At around 9:00 pm on 9 October 1975, members of the Provisional IRA's Balcombe Street Gang detonated a bomb at a bus stop outside Green Park station, killing 23-year-old Graham Ronald Tuck and injuring 20 others. The attack was part of a bombing campaign carried out by the gang and in addition to the death and injuries caused damage to the Ritz Hotel and neighbouring buildings.

==Location==
The station is near The Ritz Hotel, the Royal Academy of Arts, St James's Palace, Berkeley Square, Bond Street, the Burlington Arcade, Fortnum & Mason and Wynn Mayfair. It is one of two stations serving Buckingham Palace (the other being St James's Park).

It is served by London Buses routes 9, 14, 19, 22, 23 and 38, and night routes N9, N19, N22, N38 and N97.

==Services==
Green Park station is on the Jubilee, Piccadilly and Victoria lines in London fare zone 1. On the Jubilee line the station is between Bond Street and Westminster, on the Piccadilly line it is between Hyde Park Corner and Piccadilly Circus, and on the Victoria line it is between Victoria and Oxford Circus. On weekdays Jubilee line trains typically run every 2–21/2 minutes between 05:38 and 00:34 northbound and 05:26 and 00:45 southbound; on the Piccadilly line trains typically run every 2½–3½ minutes between 05:48 and 00:34 westbound and 00:32 eastbound, and on the Victoria line trains typically run every 100–135 seconds between 05:36 and 00:39 northbound and 05:36 and 00:31 southbound.

With 29.79 million entries and exits in 2024, it was ranked the 15th busiest London Underground station.

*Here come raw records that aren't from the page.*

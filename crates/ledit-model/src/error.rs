// Copyright (c) 2024-2026 Martin Schröder <info@swedishembedded.com>
//
// SPDX-License-Identifier: MIT
//! Error taxonomy for the streaming client.
//!
//! Errors are classified by effect, not by library type: what matters to the
//! retry loop and to the orchestrator's surfacing rules is whether a failure
//! is transient, quota-related, protocol-level, or a local timeout.

use std::time::Duration;

use thiserror::Error;

#[derive(Debug, Error)]
pub enum ApiError {
    /// Transient transport failure (stream error, reset, EOF).  Retryable.
    #[error("transport error: {0}")]
    Transport(String),

    /// The provider signalled a rate limit for this attempt.
    #[error("rate limited{}", retry_after.map(|d| format!(" (retry after {}s)", d.as_secs())).unwrap_or_default())]
    RateLimited { retry_after: Option<Duration> },

    /// Every retryable attempt was exhausted on rate limits.
    #[error("rate limit exceeded after {attempts} attempts: {last_error}")]
    RateLimitExceeded { attempts: u32, last_error: String },

    /// 502 / upstream bad-state.  Deliberately not retried.
    #[error("upstream error: {0}")]
    Upstream(String),

    /// 401 / bad API key.  Surfaced with remediation guidance.
    #[error("authentication failed: {0}. Check your API key configuration (api_key_env in ~/.ledit/config.yaml)")]
    Auth(String),

    /// The requested model does not exist at this provider.
    #[error("model not found: {0}. Switch models with --model <provider>/<name>")]
    ModelNotFound(String),

    /// One of the four client timeout budgets fired.
    #[error("{budget} timeout: {detail}")]
    Timeout { budget: TimeoutBudget, detail: String },

    /// The provider refused the content.
    #[error("response blocked by provider content filter")]
    ContentFiltered,

    /// The per-query cancellation context fired.
    #[error("request cancelled")]
    Cancelled,
}

/// Which of the layered timeout budgets was exceeded.
#[derive(Debug, Clone, Copy, PartialEq, Eq)]
pub enum TimeoutBudget {
    Connect,
    FirstChunk,
    Chunk,
    Overall,
}

impl std::fmt::Display for TimeoutBudget {
    fn fmt(&self, f: &mut std::fmt::Formatter<'_>) -> std::fmt::Result {
        match self {
            Self::Connect => write!(f, "connection"),
            Self::FirstChunk => write!(f, "first-chunk"),
            Self::Chunk => write!(f, "chunk"),
            Self::Overall => write!(f, "overall"),
        }
    }
}

impl ApiError {
    /// True when the retry loop should attempt the request again.
    ///
    /// Timeouts are typed locally and not retried: a budget that fired once
    /// will fire again, and the user is better served by a prompt error than
    /// by multiplied waiting.
    pub fn is_retryable(&self) -> bool {
        matches!(self, Self::Transport(_))
    }

    pub fn is_rate_limit(&self) -> bool {
        matches!(self, Self::RateLimited { .. })
    }
}

/// Classify a raw provider/transport error string into an [`ApiError`].
///
/// Substring rules, in precedence order:
/// 1. auth (401 / unauthorized / api key),
/// 2. model-not-found ("model" co-occurring with not-exist markers),
/// 3. rate limit (429 / rate limit / too many requests),
/// 4. upstream ("502" / "upstream error") — checked before the transient
///    rules so a "502 stream error" is not retried,
/// 5. transient transport (stream error / INTERNAL_ERROR / connection
///    reset / EOF / timeout).
///
/// Anything unrecognized is treated as non-retryable transport-level detail
/// wrapped in [`ApiError::Upstream`] so it surfaces immediately.
pub fn classify(raw: &str) -> ApiError {
    let lower = raw.to_lowercase();

    if lower.contains("401") || lower.contains("unauthorized") || lower.contains("api key") {
        return ApiError::Auth(raw.to_string());
    }

    if lower.contains("model")
        && (lower.contains("not exist") || lower.contains("not found") || lower.contains("invalid"))
    {
        return ApiError::ModelNotFound(raw.to_string());
    }

    if lower.contains("429")
        || lower.contains("rate limit")
        || lower.contains("too many requests")
    {
        return ApiError::RateLimited {
            retry_after: parse_retry_after(&lower),
        };
    }

    if lower.contains("502") || lower.contains("upstream error") {
        return ApiError::Upstream(raw.to_string());
    }

    let transient = ["stream error", "internal_error", "connection reset", "eof", "timeout", "timed out"];
    if transient.iter().any(|t| lower.contains(t)) {
        return ApiError::Transport(raw.to_string());
    }

    ApiError::Upstream(raw.to_string())
}

/// Best-effort extraction of a `retry-after: <seconds>` hint from an error
/// body.  Providers embed it in several spellings; only the numeric-seconds
/// form is recognized.
fn parse_retry_after(lower: &str) -> Option<Duration> {
    let idx = lower.find("retry-after")?;
    let tail = &lower[idx + "retry-after".len()..];
    let digits: String = tail
        .chars()
        .skip_while(|c| !c.is_ascii_digit())
        .take_while(|c| c.is_ascii_digit())
        .collect();
    digits.parse::<u64>().ok().map(Duration::from_secs)
}

// ─── Unit tests ──────────────────────────────────────────────────────────────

| Preceding station | London Underground |  |  | Following station |
| Bond Street towards Stanmore |  | Jubilee line |  | Westminster towards Stratford |
| Hyde Park Corner towards Uxbridge, Rayners Lane or Heathrow Airport (Terminal 4 or Terminal 5) |  | Piccadilly line |  | Piccadilly Circus towards Cockfosters or Arnos Grove |
| Victoria towards Brixton |  | Victoria line |  | Oxford Circus towards Walthamstow Central |
Former services
| Preceding station | London Underground |  |  | Following station |
| Bond Street towards Stanmore |  | Jubilee line 1979–99 |  | Charing Cross Terminus |
| Down Street towards Hammersmith |  | Piccadilly line 1907–32 |  | Piccadilly Circus towards Finsbury Park |

== In popular culture ==
The opening scene of the 1997 film version of Henry James's The Wings of the Dove was set on the eastbound platforms at both Dover Street and Knightsbridge stations, both represented by the same studio mock-up, complete with a working recreation of a 1906 Stock train.